As the answer, set down the lines below from the one containing "filename crates/hamstore/src/lib.rs" through the one containing "pub trait PersistencePort: Send", exactly and inclusively, and no others.

● **Data for processing**:

■ ■ ■ ■ ■

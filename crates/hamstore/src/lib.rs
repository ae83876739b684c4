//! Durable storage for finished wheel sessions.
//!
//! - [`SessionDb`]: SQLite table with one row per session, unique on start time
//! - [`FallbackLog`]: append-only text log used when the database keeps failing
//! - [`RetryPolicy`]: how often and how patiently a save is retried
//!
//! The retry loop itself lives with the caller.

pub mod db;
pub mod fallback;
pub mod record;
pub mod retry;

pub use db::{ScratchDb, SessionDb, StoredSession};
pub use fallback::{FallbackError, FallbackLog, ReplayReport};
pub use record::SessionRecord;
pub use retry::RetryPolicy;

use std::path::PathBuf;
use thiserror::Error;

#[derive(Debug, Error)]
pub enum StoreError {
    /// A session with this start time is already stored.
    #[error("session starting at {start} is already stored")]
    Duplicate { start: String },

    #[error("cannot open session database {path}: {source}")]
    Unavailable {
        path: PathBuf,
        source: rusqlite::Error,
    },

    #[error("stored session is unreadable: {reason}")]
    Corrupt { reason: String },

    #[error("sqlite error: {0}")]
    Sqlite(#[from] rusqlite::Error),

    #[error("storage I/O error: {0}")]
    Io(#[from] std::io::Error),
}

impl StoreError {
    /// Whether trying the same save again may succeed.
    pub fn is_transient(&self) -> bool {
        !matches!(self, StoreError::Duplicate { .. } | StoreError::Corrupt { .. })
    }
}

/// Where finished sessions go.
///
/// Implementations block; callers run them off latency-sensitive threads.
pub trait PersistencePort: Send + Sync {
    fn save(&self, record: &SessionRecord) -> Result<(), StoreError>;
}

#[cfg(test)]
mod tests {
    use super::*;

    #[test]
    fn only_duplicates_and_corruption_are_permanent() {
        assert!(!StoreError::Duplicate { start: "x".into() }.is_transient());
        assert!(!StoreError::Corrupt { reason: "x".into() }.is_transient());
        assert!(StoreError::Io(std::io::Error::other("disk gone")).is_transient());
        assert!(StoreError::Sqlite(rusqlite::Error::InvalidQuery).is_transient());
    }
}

■ ■ ■ ■ ■

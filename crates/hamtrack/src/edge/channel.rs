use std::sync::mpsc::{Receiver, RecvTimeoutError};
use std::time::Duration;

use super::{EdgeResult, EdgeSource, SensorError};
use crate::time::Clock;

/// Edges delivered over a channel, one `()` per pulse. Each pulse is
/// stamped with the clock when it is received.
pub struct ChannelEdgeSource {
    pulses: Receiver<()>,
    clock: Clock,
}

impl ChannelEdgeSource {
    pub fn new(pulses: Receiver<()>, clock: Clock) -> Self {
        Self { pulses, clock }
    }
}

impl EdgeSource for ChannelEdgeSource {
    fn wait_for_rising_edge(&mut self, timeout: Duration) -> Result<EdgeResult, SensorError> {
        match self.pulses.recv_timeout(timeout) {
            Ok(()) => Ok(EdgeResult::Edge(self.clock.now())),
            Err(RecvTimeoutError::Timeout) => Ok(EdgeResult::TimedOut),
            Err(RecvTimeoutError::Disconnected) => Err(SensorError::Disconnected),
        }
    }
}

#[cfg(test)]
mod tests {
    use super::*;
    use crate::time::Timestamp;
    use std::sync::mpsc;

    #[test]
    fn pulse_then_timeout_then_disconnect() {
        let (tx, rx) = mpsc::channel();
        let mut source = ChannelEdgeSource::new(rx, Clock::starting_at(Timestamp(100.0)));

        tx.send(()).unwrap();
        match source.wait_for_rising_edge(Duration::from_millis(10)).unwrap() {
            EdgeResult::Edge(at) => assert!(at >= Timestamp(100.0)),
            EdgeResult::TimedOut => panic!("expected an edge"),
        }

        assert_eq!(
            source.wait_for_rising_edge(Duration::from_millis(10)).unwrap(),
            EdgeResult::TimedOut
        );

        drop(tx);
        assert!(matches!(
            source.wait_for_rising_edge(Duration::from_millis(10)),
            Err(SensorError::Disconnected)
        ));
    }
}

■ ■ ■ ■ ■

● **Task answer**:
filename crates/hamstore/src/lib.rs
repository ae83876739b684c4
//! Durable storage for finished wheel sessions.
//!
//! - [`SessionDb`]: SQLite table with one row per session, unique on start time
//! - [`FallbackLog`]: append-only text log used when the database keeps failing
//! - [`RetryPolicy`]: how often and how patiently a save is retried
//!
//! The retry loop itself lives with the caller.

pub mod db;
pub mod fallback;
pub mod record;
pub mod retry;

pub use db::{ScratchDb, SessionDb, StoredSession};
pub use fallback::{FallbackError, FallbackLog, ReplayReport};
pub use record::SessionRecord;
pub use retry::RetryPolicy;

use std::path::PathBuf;
use thiserror::Error;

#[derive(Debug, Error)]
pub enum StoreError {
    /// A session with this start time is already stored.
    #[error("session starting at {start} is already stored")]
    Duplicate { start: String },

    #[error("cannot open session database {path}: {source}")]
    Unavailable {
        path: PathBuf,
        source: rusqlite::Error,
    },

    #[error("stored session is unreadable: {reason}")]
    Corrupt { reason: String },

    #[error("sqlite error: {0}")]
    Sqlite(#[from] rusqlite::Error),

    #[error("storage I/O error: {0}")]
    Io(#[from] std::io::Error),
}

impl StoreError {
    /// Whether trying the same save again may succeed.
    pub fn is_transient(&self) -> bool {
        !matches!(self, StoreError::Duplicate { .. } | StoreError::Corrupt { .. })
    }
}

/// Where finished sessions go.
///
/// Implementations block; callers run them off latency-sensitive threads.
pub trait PersistencePort: Send + Sync {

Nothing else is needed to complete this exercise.